This paper will address in very general terms some of the challenges and opportunities for standards development in the digital library arena. Several of the papers in this Conference have referred to the need for standards; for example, Liz Bishoff wrote about the practicalities of getting a heterogeneous group of libraries and museums to follow common guidelines. In this paper I'd like to focus on some of the reasons why the development of standards related to digital libraries is particularly difficult, and some of the approaches we can take in response to these challenges.
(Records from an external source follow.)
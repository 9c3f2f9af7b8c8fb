//! Heterogeneous consumer population holding a risky and a safe asset

use std::collections::BTreeMap;

use rand::Rng;
use rand_distr::StandardNormal;
use serde::{Deserialize, Serialize};

use super::finance::RiskyExpectations;
use crate::builder::GridIndices;
use crate::error::RunError;

/// Equispaced grid `bot..=top` with `n` points
#[derive(Debug, Clone, Copy, PartialEq, Serialize, Deserialize)]
pub struct DistributionSpec {
    pub bot: f64,
    pub top: f64,
    pub n: usize,
}

impl DistributionSpec {
    pub fn values(&self) -> Vec<f64> {
        match self.n {
            0 => Vec::new(),
            1 => vec![self.bot],
            n => (0..n)
                .map(|i| self.bot + (self.top - self.bot) * i as f64 / (n - 1) as f64)
                .collect(),
        }
    }
}

/// Distributed preference parameters, keyed by `CRRA` and `DiscFac`
pub type DistributionParameters = BTreeMap<String, DistributionSpec>;

pub fn default_distributions() -> DistributionParameters {
    BTreeMap::from([
        (
            "CRRA".to_string(),
            DistributionSpec {
                bot: 2.0,
                top: 10.0,
                n: 3,
            },
        ),
        (
            "DiscFac".to_string(),
            DistributionSpec {
                bot: 0.936,
                top: 0.978,
                n: 2,
            },
        ),
    ])
}

/// Parameters shared by every agent (quarterly)
#[derive(Debug, Clone, Copy, PartialEq, Serialize, Deserialize)]
#[serde(default)]
pub struct AgentParameters {
    pub a_nrm_init_mean: f64,
    pub a_nrm_init_std: f64,
    pub liv_prb: f64,
    pub perm_gro_fac: f64,
    pub p_lvl_init_mean: f64,
    pub rfree: f64,
    pub tran_shk_std: f64,
    pub perm_shk_std: f64,
}

impl Default for AgentParameters {
    fn default() -> Self {
        Self {
            a_nrm_init_mean: 1.0,
            a_nrm_init_std: 0.0,
            liv_prb: 0.98_f64.powf(0.25),
            perm_gro_fac: 1.01_f64.powf(0.25),
            p_lvl_init_mean: 1.0,
            rfree: 1.0,
            tran_shk_std: 0.1,
            perm_shk_std: 0.05,
        }
    }
}

/// One consumer
#[derive(Debug, Clone, PartialEq)]
pub struct Agent {
    pub crra: f64,
    pub disc_fac: f64,
    /// Permanent income level
    pub p_lvl: f64,
    /// End-of-period assets
    pub wealth: f64,
    pub risky_share: f64,
    /// The agent's current belief about the quarterly risky return
    pub beliefs: RiskyExpectations,
}

impl Agent {
    /// Quarterly marginal propensity to consume out of resources
    pub fn mpc(&self) -> f64 {
        (1.0 - self.disc_fac.powf(1.0 / self.crra)).clamp(0.0, 1.0)
    }
}

/// Draw `exp(N(-sigma^2/2, sigma))`, a mean-one lognormal shock
fn mean_one_shock<R: Rng>(rng: &mut R, sigma: f64) -> f64 {
    if sigma <= 0.0 {
        return 1.0;
    }
    let z: f64 = rng.sample(StandardNormal);
    (z * sigma - sigma * sigma / 2.0).exp()
}

/// Agents crossed over the distributed preference grids
#[derive(Debug, Clone)]
pub struct AgentPopulation {
    parameters: AgentParameters,
    agents: Vec<Agent>,
}

impl AgentPopulation {
    /// Build `per_class` agents for every (CRRA, DiscFac) class.
    ///
    /// Unknown distribution names are rejected; a missing one falls back to
    /// its default grid.
    pub fn new(
        parameters: AgentParameters,
        distributions: &DistributionParameters,
        per_class: usize,
        beliefs: RiskyExpectations,
    ) -> Result<Self, RunError> {
        if let Some(name) = distributions
            .keys()
            .find(|name| !matches!(name.as_str(), "CRRA" | "DiscFac"))
        {
            return Err(RunError::parameter(name.as_str(), "unknown distributed parameter"));
        }
        let defaults = default_distributions();
        let grid = |name: &str| {
            distributions
                .get(name)
                .or_else(|| defaults.get(name))
                .map(DistributionSpec::values)
                .unwrap_or_default()
        };
        let crra = grid("CRRA");
        let disc_fac = grid("DiscFac");

        if let Some(bad) = crra.iter().find(|&&c| c <= 0.0) {
            return Err(RunError::parameter("CRRA", format!("must be positive, got {bad}")));
        }
        if let Some(bad) = disc_fac.iter().find(|&&d| !(0.0..1.0).contains(&d)) {
            return Err(RunError::parameter("DiscFac", format!("must lie in [0, 1), got {bad}")));
        }

        let mut agents = Vec::with_capacity(crra.len() * disc_fac.len() * per_class);
        for idx in GridIndices::new(vec![crra.len(), disc_fac.len(), per_class]) {
            agents.push(Agent {
                crra: crra[idx[0]],
                disc_fac: disc_fac[idx[1]],
                p_lvl: parameters.p_lvl_init_mean,
                wealth: 0.0,
                risky_share: 0.0,
                beliefs,
            });
        }

        Ok(Self { parameters, agents })
    }

    pub fn parameters(&self) -> &AgentParameters {
        &self.parameters
    }

    pub fn agents(&self) -> &[Agent] {
        &self.agents
    }

    pub fn agents_mut(&mut self) -> &mut [Agent] {
        &mut self.agents
    }

    pub fn len(&self) -> usize {
        self.agents.len()
    }

    pub fn is_empty(&self) -> bool {
        self.agents.is_empty()
    }

    fn newborn<R: Rng>(parameters: &AgentParameters, agent: &mut Agent, rng: &mut R) {
        agent.p_lvl = parameters.p_lvl_init_mean;
        agent.wealth = parameters.a_nrm_init_mean
            * mean_one_shock(rng, parameters.a_nrm_init_std)
            * agent.p_lvl;
        agent.risky_share = agent.beliefs.optimal_share(agent.crra, parameters.rfree);
    }

    /// Draw initial wealth and set each agent's risky share from its beliefs
    pub fn init_simulation<R: Rng>(&mut self, rng: &mut R) {
        let parameters = self.parameters;
        for agent in &mut self.agents {
            Self::newborn(&parameters, agent, rng);
        }
    }

    /// Apply one quarter's portfolio return to every agent
    pub fn apply_return(&mut self, risky_return: f64) {
        let rfree = self.parameters.rfree;
        for agent in &mut self.agents {
            let gross = agent.risky_share * risky_return + (1.0 - agent.risky_share) * rfree;
            agent.wealth *= gross;
        }
    }

    /// Income, consumption and mortality at the end of a quarter
    pub fn end_quarter<R: Rng>(&mut self, rng: &mut R) {
        let parameters = self.parameters;
        for agent in &mut self.agents {
            if !rng.random_bool(parameters.liv_prb.clamp(0.0, 1.0)) {
                Self::newborn(&parameters, agent, rng);
                continue;
            }
            agent.p_lvl *= parameters.perm_gro_fac * mean_one_shock(rng, parameters.perm_shk_std);
            let income = agent.p_lvl * mean_one_shock(rng, parameters.tran_shk_std);
            let resources = agent.wealth + income;
            agent.wealth = resources - agent.mpc() * resources;
        }
    }

    pub fn total_wealth(&self) -> f64 {
        self.agents.iter().map(|a| a.wealth).sum()
    }

    pub fn mean_risky_share(&self) -> f64 {
        if self.agents.is_empty() {
            return 0.0;
        }
        self.agents.iter().map(|a| a.risky_share).sum::<f64>() / self.agents.len() as f64
    }
}
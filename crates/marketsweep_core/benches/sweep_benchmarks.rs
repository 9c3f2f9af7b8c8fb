//! Criterion benchmarks for marketsweep_core
//!
//! Run with: cargo bench -p marketsweep_core

use criterion::{BenchmarkId, Criterion, black_box, criterion_group, criterion_main};
use marketsweep_core::builder::{SpecBuilder, build_specs};
use marketsweep_core::controller::{
    PopulationRunController, PopulationSettings, SeedPolicy, StepRunController, SteppedSettings,
    TimingPolicy, execute_run,
};
use marketsweep_core::engine::EngineSelector;
use marketsweep_core::model::{ParameterAxis, SweepSpace};

fn large_space() -> SweepSpace {
    SweepSpace {
        axes: vec![
            ParameterAxis::new("#_LiqSup", (1..=20).map(|n| n * 5)),
            ParameterAxis::new("#_LiqDem", (1..=20).map(|n| n * 2)),
            ParameterAxis::new("BkrBuy_Limit", (0..10).map(|n| n * 100)),
        ],
        replicates: 5,
        ..SweepSpace::default()
    }
}

fn bench_builder(c: &mut Criterion) {
    let space = large_space();
    c.bench_function("build_20k_specs", |b| b.iter(|| build_specs(black_box(&space))));

    let builder = SpecBuilder::new(&space);
    c.bench_function("random_access_spec", |b| {
        b.iter(|| builder.get(black_box(12_345)))
    });
}

fn bench_stepped_run(c: &mut Criterion) {
    let mut group = c.benchmark_group("stepped_mock_run");
    group.sample_size(20);
    let dir = std::env::temp_dir().join("marketsweep-bench");
    let spec = build_specs(&SweepSpace::default()).remove(0);

    for measure_ticks in [100, 500] {
        let settings = SteppedSettings {
            timing: TimingPolicy {
                warmup_ticks: 100,
                measure_ticks,
                ..TimingPolicy::default()
            },
            log_dir: dir.clone(),
            ..SteppedSettings::default()
        };
        let controller = StepRunController::new(EngineSelector::default(), settings);
        group.bench_with_input(
            BenchmarkId::new("measure_ticks", measure_ticks),
            &measure_ticks,
            |b, _| b.iter(|| execute_run(&controller, black_box(&spec), SeedPolicy::Pinned(7))),
        );
    }
    group.finish();
}

fn bench_population_run(c: &mut Criterion) {
    let controller =
        PopulationRunController::new(EngineSelector::default(), PopulationSettings::default());
    let spec = build_specs(&SweepSpace::default()).remove(0);
    c.bench_function("population_default_run", |b| {
        b.iter(|| execute_run(&controller, black_box(&spec), SeedPolicy::Pinned(7)))
    });
}

criterion_group!(benches, bench_builder, bench_stepped_run, bench_population_run);
criterion_main!(benches);
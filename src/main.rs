mod cli;
mod host;
mod repl;

use anyhow::{Context, Result};
use clap::Parser;
use std::io;
use std::path::PathBuf;
use std::str::FromStr;

use warpwrap_buffer::TextBuffer;
use warpwrap_config::Config;
use warpwrap_logger::LogLevel;
use warpwrap_session::Session;

use cli::Cli;
use host::TerminalHost;

fn init_logging(config: &Config, level_override: Option<&str>) {
    // Use config override if specified, otherwise the cache directory
    let log_file_path = match &config.logging.file_path {
        Some(path) => PathBuf::from(path),
        None => match warpwrap_config::get_cache_dir() {
            Ok(dir) => warpwrap_logger::default_file_in(&dir),
            Err(_) => warpwrap_logger::default_file_in(&std::env::temp_dir()),
        },
    };

    let level = level_override.unwrap_or(config.logging.min_level.as_str());
    let min_level = LogLevel::from_str(level).unwrap_or_else(|e| {
        eprintln!("{}, using info", e);
        LogLevel::Info
    });

    warpwrap_logger::init(log_file_path, min_level);
    warpwrap_logger::info("warpwrap started");
}

fn main() -> Result<()> {
    let cli = Cli::parse();
    let root = cli.project_root();

    // Parse errors are reported again by the first command that loads it
    let config = Config::load_from(&root).unwrap_or_default();
    init_logging(&config, cli.log_level.as_deref());

    let buffer = TextBuffer::from_file(&cli.file)
        .with_context(|| format!("Cannot open {}", cli.file.display()))?;
    warpwrap_logger::info(format!(
        "Editing {} ({} lines)",
        cli.file.display(),
        buffer.line_count()
    ));

    let stdin = io::stdin();
    let mut host = TerminalHost::new(buffer, Some(root), stdin.lock(), io::stdout());
    if !cli.selections.is_empty() {
        host.set_selections(cli.selections);
    }

    let mut session = Session::new();
    repl::run(&mut host, &mut session);

    warpwrap_logger::info("warpwrap finished");
    Ok(())
}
I should point out that, unofficially at least, I'm wearing two hats. At the Florida Center for Library Automation (FCLA) I'm responsible for central systems support for digital library initiatives in the State University System of Florida. As such, I'm a consumer of standards. I am also on the Standards Development Committee of the National Information Standards Organization (NISO), which is an ANSI-accredited standards developer in the areas of libraries, publishing and information services. The Standards Development Committee has a number of jobs, but our three main responsibilities are evaluating proposals for new NISO standards, monitoring the work of standards committees to help them keep on track and on target, and keeping an eye out for areas where standards are needed. So in my NISO role I'm a producer of standards. Although I'm not speaking officially for either organization in this paper, I've tried to keep in mind the perspectives of both producers and consumers, and you should keep in mind that my background is with libraries and with NISO.

The Un-Community

I'd like to assert that the fundamental challenge for standards development is that the digital library community really isn't a community at all. When we speak of the "library community", this is not just a handy phrase; there is an actual communal infrastructure and commonality of interest. I certainly wouldn't go so far as to say that all librarians know all other librarians, but I would venture that most of us know the librarians active in our own areas of interest, regardless of where they are located geographically, and if we don't know them personally, we know where to find their names. We have frequent and regular meetings of regional, national, and international professional associations and membership organizations, and we have committees and mailing lists and interest groups at the national and international levels. In fact, we have so many opportunities and mechanisms for cooperation and communication that it's often hard to get our work done at our home institutions.

This is not at all the case in the digital library arena, where we have a far more heterogeneous set of players. Digital librarians come from libraries and museums and galleries and archives, each of which may have their own communities but these are only beginning to get acquainted with each other. One of the comments I've heard most frequently at this meeting is how interesting it is to be here with so many people we don't know. This is testimony to how much we have to share with and learn from each other, but also to how isolated we have been up to this point.

Even the interests represented here are only a small subset of the participants in the digital library arena. Publishers are major players, and they are a heterogeneous lot themselves, ranging from scholarly societies and academic presses to the large commercial STM publishers. And then there are hardware and software companies from Adobe to Xerox; computer scientists from any number of venues including corporations, academic departments, and government organizations; and research faculty in just about all disciplines. (One of the things that struck me at the Digital Libraries Conference sponsored by the National Science Foundation last fall was how many of the participants were scholars and researchers in fields nominally unrelated to computer science - faculty only involved in digital libraries because they need them as a tool toward pursuing their own ends.) There is also an interesting group of players I can only call "media types" - those whose primary interest is in digital media such as audio and video and the problems of how to store, index, search, organize, and otherwise use these formats, rather than in the subject content that they carry. All of these groups and several more are actively involved in digital library research, development, and applications. This diversity is terrific, it is wonderfully exciting. The breadth of knowledge we have to draw on, the possibilities for synergy, the potential in this hodge-podge of talents for creative and unexpected solutions are all tremendous. But we are not yet a community, and that has a downside, particularly in respect to standards.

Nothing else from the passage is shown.